* Problem description *
When you find the word "progress" in a line of the entries, please copy the whole line.

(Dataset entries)
//! Chunk job execution: backends, retries and batch dispatch.
//!
//! The [`Dispatcher`] fans a list of [`ChunkJob`](crate::jobs::ChunkJob)s out
//! to an [`ExecutionBackend`], retries each job independently according to a
//! [`RetryPolicy`], and returns one `Option<ChunkResult>` per job in input
//! order. `None` marks a job that exhausted its retries.
//!
//! # Backends
//!
//! | Backend | Where the chunk runs | Failure surfaces |
//! |---------|----------------------|------------------|
//! | [`LocalBackend`] | tokio task in this process | handler error, panic |
//! | [`ProcessBackend`] | `datacube worker` subprocess | exit status, timeout |
//! | [`HttpBackend`] | remote `datacube serve` | transport, timeout, remote error |
//!
//! # Example
//!
//! ```ignore
//! use datacube::executor::{Dispatcher, LocalBackend, RetryPolicy};
//!
//! let dispatcher = Dispatcher::new(LocalBackend::new(handler))
//!     .with_retry_policy(RetryPolicy::exponential(3))
//!     .with_max_in_flight(32);
//!
//! let results = dispatcher.dispatch(jobs, &target, false, 2).await;
//! let failed = results.iter().filter(|r| r.is_none()).count();
//! ```

mod backend;
mod dispatch;
mod http;
mod local;
mod policy;
mod process;
mod progress;

pub use backend::{
    Backend, BackendKind, ChunkHandler, ChunkRequest, ExecutionBackend, InvocationResponse,
    InvokeError,
};
pub use dispatch::{Dispatcher, SubmittedBatch, DEFAULT_MAX_IN_FLIGHT};
pub use http::{HttpBackend, INVOKE_PATH};
pub use local::LocalBackend;
pub use policy::{
    CommitPolicy, RetryPolicy, DEFAULT_BACKOFF_MULTIPLIER, DEFAULT_INITIAL_DELAY_MS,
    DEFAULT_MAX_DELAY_SECS, DEFAULT_RETRIES,
};
pub use process::{ProcessBackend, DEFAULT_PROCESS_TIMEOUT_SECS};
pub use progress::{DispatchProgress, ProgressCallback};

* Result *
mod progress;
pub use progress::{DispatchProgress, ProgressCallback};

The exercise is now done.